• Given data:

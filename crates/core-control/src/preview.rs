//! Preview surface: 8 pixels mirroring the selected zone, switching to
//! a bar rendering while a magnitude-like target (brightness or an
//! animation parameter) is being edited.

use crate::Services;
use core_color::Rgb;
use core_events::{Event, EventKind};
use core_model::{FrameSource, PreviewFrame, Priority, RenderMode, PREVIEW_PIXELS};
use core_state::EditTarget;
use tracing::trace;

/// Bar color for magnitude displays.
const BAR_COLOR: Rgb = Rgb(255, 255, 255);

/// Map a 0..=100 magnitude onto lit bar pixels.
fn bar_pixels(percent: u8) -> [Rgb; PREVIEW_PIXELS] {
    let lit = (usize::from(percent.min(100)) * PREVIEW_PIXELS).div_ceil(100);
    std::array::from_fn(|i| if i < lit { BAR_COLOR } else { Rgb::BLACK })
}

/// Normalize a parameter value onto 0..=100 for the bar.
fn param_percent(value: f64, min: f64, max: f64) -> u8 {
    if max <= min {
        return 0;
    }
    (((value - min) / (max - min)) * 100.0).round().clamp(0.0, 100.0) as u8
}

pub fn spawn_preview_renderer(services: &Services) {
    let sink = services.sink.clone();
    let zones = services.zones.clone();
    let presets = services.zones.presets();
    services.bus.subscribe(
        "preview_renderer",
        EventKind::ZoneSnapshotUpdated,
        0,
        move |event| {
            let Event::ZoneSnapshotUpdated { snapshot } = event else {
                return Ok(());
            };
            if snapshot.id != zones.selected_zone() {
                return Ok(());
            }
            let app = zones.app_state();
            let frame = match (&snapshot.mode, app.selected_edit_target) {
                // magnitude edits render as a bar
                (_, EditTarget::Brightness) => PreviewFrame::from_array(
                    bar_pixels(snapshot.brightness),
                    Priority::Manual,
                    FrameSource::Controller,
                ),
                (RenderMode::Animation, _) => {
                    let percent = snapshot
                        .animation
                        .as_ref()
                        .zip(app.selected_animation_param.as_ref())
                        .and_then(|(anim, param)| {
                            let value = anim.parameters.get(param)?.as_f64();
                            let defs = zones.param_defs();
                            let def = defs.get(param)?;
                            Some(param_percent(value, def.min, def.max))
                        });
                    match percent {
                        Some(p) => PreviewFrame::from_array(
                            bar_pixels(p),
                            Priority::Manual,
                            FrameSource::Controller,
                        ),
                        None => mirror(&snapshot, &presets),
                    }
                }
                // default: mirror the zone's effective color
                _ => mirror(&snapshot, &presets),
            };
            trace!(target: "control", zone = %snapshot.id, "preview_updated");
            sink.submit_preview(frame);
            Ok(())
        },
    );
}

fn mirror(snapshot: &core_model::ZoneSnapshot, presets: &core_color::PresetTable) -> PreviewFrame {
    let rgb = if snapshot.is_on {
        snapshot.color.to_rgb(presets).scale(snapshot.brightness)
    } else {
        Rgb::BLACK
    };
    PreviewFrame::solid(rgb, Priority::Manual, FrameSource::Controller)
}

---

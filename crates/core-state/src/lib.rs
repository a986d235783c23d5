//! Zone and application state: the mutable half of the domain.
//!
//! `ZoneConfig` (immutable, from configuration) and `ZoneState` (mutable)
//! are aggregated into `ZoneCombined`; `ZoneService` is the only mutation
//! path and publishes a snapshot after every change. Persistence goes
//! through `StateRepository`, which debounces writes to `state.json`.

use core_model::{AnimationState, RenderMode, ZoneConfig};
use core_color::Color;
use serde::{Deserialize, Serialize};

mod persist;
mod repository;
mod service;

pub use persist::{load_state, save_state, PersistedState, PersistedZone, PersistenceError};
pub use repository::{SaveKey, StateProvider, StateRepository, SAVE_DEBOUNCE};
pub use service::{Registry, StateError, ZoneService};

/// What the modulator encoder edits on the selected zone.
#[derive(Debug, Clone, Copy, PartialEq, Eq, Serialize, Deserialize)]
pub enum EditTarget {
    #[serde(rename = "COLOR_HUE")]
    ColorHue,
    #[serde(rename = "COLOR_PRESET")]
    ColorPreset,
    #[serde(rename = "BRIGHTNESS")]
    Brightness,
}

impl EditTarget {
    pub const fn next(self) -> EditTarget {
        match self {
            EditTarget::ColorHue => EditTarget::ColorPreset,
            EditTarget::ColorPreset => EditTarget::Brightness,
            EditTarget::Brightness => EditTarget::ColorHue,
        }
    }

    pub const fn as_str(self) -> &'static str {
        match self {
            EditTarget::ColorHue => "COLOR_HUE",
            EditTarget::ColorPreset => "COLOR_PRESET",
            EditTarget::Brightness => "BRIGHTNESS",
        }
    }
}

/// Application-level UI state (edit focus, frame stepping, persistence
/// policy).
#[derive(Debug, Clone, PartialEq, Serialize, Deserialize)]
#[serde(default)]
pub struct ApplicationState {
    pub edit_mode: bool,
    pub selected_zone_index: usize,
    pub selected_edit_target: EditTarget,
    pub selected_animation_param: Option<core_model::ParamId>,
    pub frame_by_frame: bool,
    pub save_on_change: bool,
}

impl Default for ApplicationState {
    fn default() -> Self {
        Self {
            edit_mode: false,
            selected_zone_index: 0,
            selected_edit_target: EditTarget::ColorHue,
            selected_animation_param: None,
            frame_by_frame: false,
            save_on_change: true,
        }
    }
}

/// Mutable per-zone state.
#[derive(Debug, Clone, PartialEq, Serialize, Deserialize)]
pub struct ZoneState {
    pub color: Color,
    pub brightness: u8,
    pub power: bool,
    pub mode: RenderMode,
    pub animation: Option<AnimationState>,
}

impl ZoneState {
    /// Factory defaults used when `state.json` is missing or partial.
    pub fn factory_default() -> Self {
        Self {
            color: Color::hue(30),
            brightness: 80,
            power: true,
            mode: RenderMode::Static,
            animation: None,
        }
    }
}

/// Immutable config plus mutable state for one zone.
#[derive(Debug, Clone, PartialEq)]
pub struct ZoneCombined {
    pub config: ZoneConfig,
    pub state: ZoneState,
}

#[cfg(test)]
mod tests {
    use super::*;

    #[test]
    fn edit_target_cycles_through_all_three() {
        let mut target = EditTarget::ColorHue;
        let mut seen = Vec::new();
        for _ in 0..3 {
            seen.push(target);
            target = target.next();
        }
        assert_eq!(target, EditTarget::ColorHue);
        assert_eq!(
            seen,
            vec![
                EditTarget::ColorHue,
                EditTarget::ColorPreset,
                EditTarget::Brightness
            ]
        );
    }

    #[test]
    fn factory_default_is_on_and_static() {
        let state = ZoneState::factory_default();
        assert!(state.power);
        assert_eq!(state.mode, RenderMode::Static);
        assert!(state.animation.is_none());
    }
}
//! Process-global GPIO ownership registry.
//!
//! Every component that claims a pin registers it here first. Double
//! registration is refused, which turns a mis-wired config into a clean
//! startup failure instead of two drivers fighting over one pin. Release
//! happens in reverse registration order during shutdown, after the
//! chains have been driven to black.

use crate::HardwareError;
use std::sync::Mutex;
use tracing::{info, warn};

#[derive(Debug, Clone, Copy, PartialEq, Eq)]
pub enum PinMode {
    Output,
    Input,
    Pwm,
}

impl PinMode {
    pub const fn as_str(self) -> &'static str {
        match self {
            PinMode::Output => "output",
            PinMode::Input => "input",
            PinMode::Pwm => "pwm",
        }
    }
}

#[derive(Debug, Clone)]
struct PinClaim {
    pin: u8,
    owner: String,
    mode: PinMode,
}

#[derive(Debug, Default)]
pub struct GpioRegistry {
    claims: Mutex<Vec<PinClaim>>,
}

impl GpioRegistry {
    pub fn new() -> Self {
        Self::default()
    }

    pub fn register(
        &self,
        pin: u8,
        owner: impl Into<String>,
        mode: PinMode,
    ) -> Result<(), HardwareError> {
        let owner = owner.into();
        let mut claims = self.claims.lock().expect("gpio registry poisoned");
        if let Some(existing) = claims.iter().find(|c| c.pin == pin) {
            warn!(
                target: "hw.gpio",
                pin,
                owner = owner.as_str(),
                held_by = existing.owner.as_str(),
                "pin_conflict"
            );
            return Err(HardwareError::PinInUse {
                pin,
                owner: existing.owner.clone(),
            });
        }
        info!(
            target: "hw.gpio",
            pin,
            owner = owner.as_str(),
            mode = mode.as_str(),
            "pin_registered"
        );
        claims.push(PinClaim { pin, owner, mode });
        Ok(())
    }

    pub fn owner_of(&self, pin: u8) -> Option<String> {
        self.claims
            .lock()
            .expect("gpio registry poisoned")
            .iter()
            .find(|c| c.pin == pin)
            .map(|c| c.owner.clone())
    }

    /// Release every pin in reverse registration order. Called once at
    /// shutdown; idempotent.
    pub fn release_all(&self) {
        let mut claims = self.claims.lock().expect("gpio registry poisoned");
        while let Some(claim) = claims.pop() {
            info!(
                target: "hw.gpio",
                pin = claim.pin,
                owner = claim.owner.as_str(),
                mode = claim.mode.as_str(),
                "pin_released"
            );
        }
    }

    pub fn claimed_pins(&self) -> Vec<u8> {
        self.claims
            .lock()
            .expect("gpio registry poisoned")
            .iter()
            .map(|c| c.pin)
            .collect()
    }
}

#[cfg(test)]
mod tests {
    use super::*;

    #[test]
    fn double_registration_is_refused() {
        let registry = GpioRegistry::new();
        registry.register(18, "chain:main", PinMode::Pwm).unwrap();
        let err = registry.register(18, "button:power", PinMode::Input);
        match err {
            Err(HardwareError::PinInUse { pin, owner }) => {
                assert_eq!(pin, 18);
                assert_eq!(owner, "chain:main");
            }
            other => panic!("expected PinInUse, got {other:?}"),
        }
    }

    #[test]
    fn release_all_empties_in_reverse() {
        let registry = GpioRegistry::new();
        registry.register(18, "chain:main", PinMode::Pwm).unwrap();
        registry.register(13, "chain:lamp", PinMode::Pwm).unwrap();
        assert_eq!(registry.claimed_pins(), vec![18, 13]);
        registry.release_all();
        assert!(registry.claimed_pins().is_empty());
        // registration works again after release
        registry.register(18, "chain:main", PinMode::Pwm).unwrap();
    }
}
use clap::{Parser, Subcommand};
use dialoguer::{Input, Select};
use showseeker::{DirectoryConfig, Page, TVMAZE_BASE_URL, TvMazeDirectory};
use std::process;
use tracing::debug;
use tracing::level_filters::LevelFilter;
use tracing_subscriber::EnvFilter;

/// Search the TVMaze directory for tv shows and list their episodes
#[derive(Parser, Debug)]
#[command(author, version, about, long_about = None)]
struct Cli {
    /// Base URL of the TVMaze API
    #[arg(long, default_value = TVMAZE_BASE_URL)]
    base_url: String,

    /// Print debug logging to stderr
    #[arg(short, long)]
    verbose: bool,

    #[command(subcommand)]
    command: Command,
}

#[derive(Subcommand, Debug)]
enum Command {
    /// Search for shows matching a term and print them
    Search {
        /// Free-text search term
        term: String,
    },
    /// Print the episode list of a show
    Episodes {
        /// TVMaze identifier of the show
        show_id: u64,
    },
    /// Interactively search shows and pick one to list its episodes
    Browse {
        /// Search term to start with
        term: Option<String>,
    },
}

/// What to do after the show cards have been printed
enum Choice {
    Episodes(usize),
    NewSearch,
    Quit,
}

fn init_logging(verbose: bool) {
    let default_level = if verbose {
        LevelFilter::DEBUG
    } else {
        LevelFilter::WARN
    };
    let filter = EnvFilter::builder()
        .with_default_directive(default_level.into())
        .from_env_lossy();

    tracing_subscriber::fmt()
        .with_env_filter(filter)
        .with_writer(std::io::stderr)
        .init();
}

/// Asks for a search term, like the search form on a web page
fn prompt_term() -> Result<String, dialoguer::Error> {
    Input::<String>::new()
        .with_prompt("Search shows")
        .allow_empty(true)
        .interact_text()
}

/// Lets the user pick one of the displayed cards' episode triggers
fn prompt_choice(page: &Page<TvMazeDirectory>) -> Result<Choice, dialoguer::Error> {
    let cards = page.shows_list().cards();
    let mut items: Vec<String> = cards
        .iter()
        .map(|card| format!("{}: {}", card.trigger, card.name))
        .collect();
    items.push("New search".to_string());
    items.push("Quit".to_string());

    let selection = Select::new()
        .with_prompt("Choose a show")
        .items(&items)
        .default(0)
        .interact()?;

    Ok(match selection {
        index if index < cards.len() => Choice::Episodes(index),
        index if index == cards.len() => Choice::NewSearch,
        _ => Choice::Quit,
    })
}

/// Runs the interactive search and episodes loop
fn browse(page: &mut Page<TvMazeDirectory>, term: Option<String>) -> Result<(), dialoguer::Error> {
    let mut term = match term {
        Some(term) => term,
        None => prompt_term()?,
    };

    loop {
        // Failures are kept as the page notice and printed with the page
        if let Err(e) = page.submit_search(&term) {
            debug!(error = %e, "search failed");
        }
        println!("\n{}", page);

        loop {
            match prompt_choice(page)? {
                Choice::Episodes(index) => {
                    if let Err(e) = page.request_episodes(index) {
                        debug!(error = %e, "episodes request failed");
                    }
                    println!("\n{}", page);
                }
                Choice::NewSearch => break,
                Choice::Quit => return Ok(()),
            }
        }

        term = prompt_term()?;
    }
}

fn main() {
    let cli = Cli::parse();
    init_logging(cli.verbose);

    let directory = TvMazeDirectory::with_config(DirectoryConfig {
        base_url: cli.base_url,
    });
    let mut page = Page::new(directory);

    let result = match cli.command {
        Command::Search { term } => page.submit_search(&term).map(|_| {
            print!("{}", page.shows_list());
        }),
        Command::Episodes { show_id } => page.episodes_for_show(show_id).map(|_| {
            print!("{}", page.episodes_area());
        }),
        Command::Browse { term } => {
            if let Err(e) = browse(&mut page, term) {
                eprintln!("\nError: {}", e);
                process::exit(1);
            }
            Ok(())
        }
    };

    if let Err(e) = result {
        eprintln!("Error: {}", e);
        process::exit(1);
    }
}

• To do:
Within the material, find all lines that hold the word "usize" and show them.

• Written solution:
    let lit = (usize::from(percent.min(100)) * PREVIEW_PIXELS).div_ceil(100);
    pub selected_zone_index: usize,
    Episodes(usize),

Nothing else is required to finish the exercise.